That says nothing about the language at all, actually. Just that it's small and easily confused for something more idiomatic to a newbie.
> Adjustments that LLMs don't have the training data for.
Methinks if you want job-security in a post—LLM-zero-shot-app-generator world, get into Lisp or Haskell; People that know only Node+React from YouTube learn-2-code tutorials are going to be slaughtered.
I just had an idea: an app/GUI/backend framework for Lisp or Haskell (with an S-expression lib) where everything is structurally inverted so it must be manually run through foldr - behold: an LLM-resistant (if not LLM-proof?) dev environment!
This argument in favour of mediocrity and catering to the lowest common denominator is one of the key reasons why I dislike people who want to shove LLMs into everything (including art).
There is something deep in this observation. When I reflect on how I write code, sometimes it’s backwards. Sometimes I start with the data and work back through to the outer functions, unnesting as I go. Sometimes I start with the final return and work back to the inputs. I notice sometimes LLMs should work this way, but can’t. So they end up rewriting from the start.
Makes me wonder if future llms will be composing nonlinear things and be able to work in non-token-order spaces temporarily, or will have a way to map their output back to linear token order. I know nonlinear thinking is common while writing code though. current llms might be hiding a deficit by having a large and perfect context window.
Yes, there are already diffusion language models, which start with paragraphs of gibberish and evolve them into a refined response as a whole unit.
Right, but that smoothly(ish) resolves all at the same time. That might be sufficient, but it isn't actually replicating the thought process described above. That non-linear thinking is different than diffuse thinking. Resolving in a web around a foundation seems like it would be useful for coding (and other structured thinking, in general).
With enough resolution and appropriately chosen transformation steps, it is equivalent. E.g., the diffusion could focus on one region and then later focus on another, and it's allowed to undo the effort it did in one region. Nothing architecturally prohibits that solution style from emerging.
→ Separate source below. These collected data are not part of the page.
//! Stream ownership and chunk buffering
//!
//! `MediaCapture` owns at most one live stream and at most one running
//! encoder. Chunks are buffered in arrival order and concatenated into a
//! [`Clip`] when the encoder is stopped.

use super::traits::{
    CaptureError, CaptureResult, ChunkReceiver, EncoderHandle, MediaConstraints, MediaDevices,
    MediaStream, StreamInfo,
};
use chrono::{DateTime, Utc};
use std::sync::Arc;
use tokio::sync::mpsc;

/// The finalized, immutable recording
#[derive(Debug, Clone, PartialEq, Eq)]
pub struct Clip {
    data: Arc<[u8]>,
    mime_type: String,
    recorded_at: DateTime<Utc>,
}

impl Clip {
    pub fn new(data: Vec<u8>, mime_type: impl Into<String>) -> Self {
        Self {
            data: data.into(),
            mime_type: mime_type.into(),
            recorded_at: Utc::now(),
        }
    }

    pub fn bytes(&self) -> &[u8] {
        &self.data
    }

    pub fn len(&self) -> usize {
        self.data.len()
    }

    pub fn is_empty(&self) -> bool {
        self.data.is_empty()
    }

    pub fn mime_type(&self) -> &str {
        &self.mime_type
    }

    pub fn recorded_at(&self) -> DateTime<Utc> {
        self.recorded_at
    }

    /// File extension matching the container type
    pub fn extension(&self) -> &'static str {
        extension_for_mime(&self.mime_type)
    }
}

/// Map a mime type (parameters allowed) to a file extension
pub fn extension_for_mime(mime_type: &str) -> &'static str {
    let essence = mime_type.split(';').next().unwrap_or_default().trim();
    match essence {
        "video/webm" | "audio/webm" => "webm",
        "video/mp4" | "audio/mp4" => "mp4",
        "video/x-matroska" => "mkv",
        "video/quicktime" => "mov",
        _ => "bin",
    }
}

struct ActiveEncoder {
    handle: Box<dyn EncoderHandle>,
    chunks: ChunkReceiver,
    buffer: Vec<Vec<u8>>,
    mime_type: String,
}

impl ActiveEncoder {
    /// Move whatever has already arrived into the buffer
    fn drain_ready(&mut self) {
        while let Ok(chunk) = self.chunks.try_recv() {
            self.buffer.push(chunk);
        }
    }
}

/// Owns the live stream and the encoded-chunk buffer
pub struct MediaCapture {
    devices: Arc<dyn MediaDevices>,
    stream: Option<Box<dyn MediaStream>>,
    encoder: Option<ActiveEncoder>,
}

impl MediaCapture {
    pub fn new(devices: Arc<dyn MediaDevices>) -> Self {
        Self {
            devices,
            stream: None,
            encoder: None,
        }
    }

    /// Acquire camera + microphone. An already-live stream is reused.
    pub async fn acquire(&mut self) -> CaptureResult<StreamInfo> {
        if let Some(stream) = &self.stream {
            if stream.is_live() {
                return Ok(stream.info().clone());
            }
        }

        let stream = self.devices.acquire(MediaConstraints::default()).await?;
        let info = stream.info().clone();
        tracing::info!(
            "Acquired media stream {} (video: {:?}, audio: {:?})",
            info.id,
            info.video_label,
            info.audio_label
        );
        self.stream = Some(stream);
        Ok(info)
    }

    /// Stream info bound to the local preview
    pub fn preview(&self) -> Option<&StreamInfo> {
        self.stream
            .as_ref()
            .filter(|s| s.is_live())
            .map(|s| s.info())
    }

    /// A live stream is bound and no encoder is running
    pub fn is_ready(&self) -> bool {
        self.preview().is_some() && self.encoder.is_none()
    }

    pub fn is_encoding(&self) -> bool {
        self.encoder.is_some()
    }

    /// Start encoding the live stream
    pub async fn begin_encoding(&mut self, mime_type: &str) -> CaptureResult<()> {
        if self.encoder.is_some() {
            return Err(CaptureError::EncoderAlreadyActive);
        }
        let stream = self
            .stream
            .as_mut()
            .filter(|s| s.is_live())
            .ok_or(CaptureError::StreamNotAcquired)?;

        let (sink, chunks) = mpsc::unbounded_channel();
        let handle = stream.start_encoder(mime_type, sink).await?;

        self.encoder = Some(ActiveEncoder {
            handle,
            chunks,
            buffer: Vec::new(),
            mime_type: mime_type.to_string(),
        });
        tracing::info!("Encoder started ({})", mime_type);
        Ok(())
    }

    /// Number of chunks received so far by the running encoder
    pub fn buffered_chunks(&mut self) -> usize {
        match self.encoder.as_mut() {
            Some(encoder) => {
                encoder.drain_ready();
                encoder.buffer.len()
            }
            None => 0,
        }
    }

    /// Finalize the running encoder into a clip. The stream stays live.
    pub async fn stop(&mut self) -> CaptureResult<Clip> {
        let mut encoder = self.encoder.take().ok_or(CaptureError::EncoderNotActive)?;

        encoder.handle.finish().await?;
        while let Some(chunk) = encoder.chunks.recv().await {
            encoder.buffer.push(chunk);
        }

        let total: usize = encoder.buffer.iter().map(Vec::len).sum();
        let mut data = Vec::with_capacity(total);
        for chunk in &encoder.buffer {
            data.extend_from_slice(chunk);
        }

        tracing::info!(
            "Encoder stopped: {} chunks, {} bytes",
            encoder.buffer.len(),
            total
        );
        Ok(Clip::new(data, encoder.mime_type))
    }

    /// Drop a running encoder without producing a clip
    pub fn abandon_encoder(&mut self) {
        if let Some(encoder) = self.encoder.take() {
            tracing::debug!("Abandoning encoder with {} buffered chunks", encoder.buffer.len());
            encoder.handle.abandon();
        }
    }

    /// Stop the encoder (if any) and every track of the stream
    pub fn release(&mut self) {
        self.abandon_encoder();
        if let Some(mut stream) = self.stream.take() {
            tracing::info!("Releasing media stream {}", stream.info().id);
            stream.release();
        }
    }
}

impl Drop for MediaCapture {
    fn drop(&mut self) {
        self.release();
    }
}

#[cfg(test)]
mod tests {
    use super::*;
    use crate::testing::FakeDevices;

    #[tokio::test]
    async fn test_stop_concatenates_in_arrival_order() {
        let devices = FakeDevices::with_chunks(vec![b"ab".to_vec(), b"cd".to_vec(), b"e".to_vec()]);
        let mut capture = MediaCapture::new(devices);

        capture.acquire().await.unwrap();
        assert!(capture.is_ready());

        capture.begin_encoding("video/webm").await.unwrap();
        assert!(!capture.is_ready());

        let clip = capture.stop().await.unwrap();
        assert_eq!(clip.bytes(), b"abcde");
        assert_eq!(clip.mime_type(), "video/webm");
        assert_eq!(clip.extension(), "webm");
    }

    #[tokio::test]
    async fn test_stop_without_encoder_fails() {
        let mut capture = MediaCapture::new(FakeDevices::with_chunks(vec![]));
        capture.acquire().await.unwrap();
        assert_eq!(capture.stop().await.unwrap_err(), CaptureError::EncoderNotActive);
    }

    #[tokio::test]
    async fn test_stream_stays_live_after_stop() {
        let devices = FakeDevices::with_chunks(vec![b"x".to_vec()]);
        let mut capture = MediaCapture::new(devices.clone());
        capture.acquire().await.unwrap();
        capture.begin_encoding("video/webm").await.unwrap();
        capture.stop().await.unwrap();

        assert!(capture.is_ready());
        // Reacquiring reuses the live stream
        capture.acquire().await.unwrap();
        assert_eq!(devices.acquisitions(), 1);
    }

    #[tokio::test]
    async fn test_begin_encoding_requires_stream() {
        let mut capture = MediaCapture::new(FakeDevices::with_chunks(vec![]));
        assert_eq!(
            capture.begin_encoding("video/webm").await.unwrap_err(),
            CaptureError::StreamNotAcquired
        );
    }

    #[tokio::test]
    async fn test_second_encoder_rejected() {
        let mut capture = MediaCapture::new(FakeDevices::with_chunks(vec![]));
        capture.acquire().await.unwrap();
        capture.begin_encoding("video/webm").await.unwrap();
        assert_eq!(
            capture.begin_encoding("video/webm").await.unwrap_err(),
            CaptureError::EncoderAlreadyActive
        );
    }

    #[tokio::test]
    async fn test_acquire_errors_propagate() {
        let devices = FakeDevices::failing(CaptureError::PermissionDenied("camera".into()));
        let mut capture = MediaCapture::new(devices);
        assert!(matches!(
            capture.acquire().await,
            Err(CaptureError::PermissionDenied(_))
        ));
        assert!(capture.preview().is_none());
    }

    #[tokio::test]
    async fn test_release_drops_preview() {
        let mut capture = MediaCapture::new(FakeDevices::with_chunks(vec![]));
        capture.acquire().await.unwrap();
        capture.release();
        assert!(capture.preview().is_none());
        assert!(!capture.is_ready());
    }

    #[test]
    fn test_extension_for_mime() {
        assert_eq!(extension_for_mime("video/webm;codecs=vp8,opus"), "webm");
        assert_eq!(extension_for_mime("video/mp4"), "mp4");
        assert_eq!(extension_for_mime("application/x-unknown"), "bin");
    }
}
The choice of transformation steps to facilitate this specific diffuse approach seems like a non-trivial problem. It doesn't follow such an organic solution would emerge at all, now, does it?
The pattern ", now, " is indicative of a sort of patronization I don't normally engage with, but, yes, you're correct.
In some measure of agreeing with you: For other classes of models we know for a fact that there exist problems which can be solved by those architectures and which can't be trained using current techniques. It doesn't feel like a huge stretch that such training-resistent data might exist for diffusion models.
That said, I still see three problems. Notably, the current ancestral chain of inquiry seems to care about the model and not the training process, so the point is moot. Secondarily, in other similar domains (like soft circuits) those organic solutions do seem to emerge, suggesting (but not proving) that the training process _is_ up to par. Lastly, in other related domains, when such a solution doesn't emerge it ordinarily happens because some simpler methodology achieves better results, meaning that even with individual data points suggesting that diffusion solutions don't model that sort of linearity you still need to work a little bit to prove that such an observation actually matters.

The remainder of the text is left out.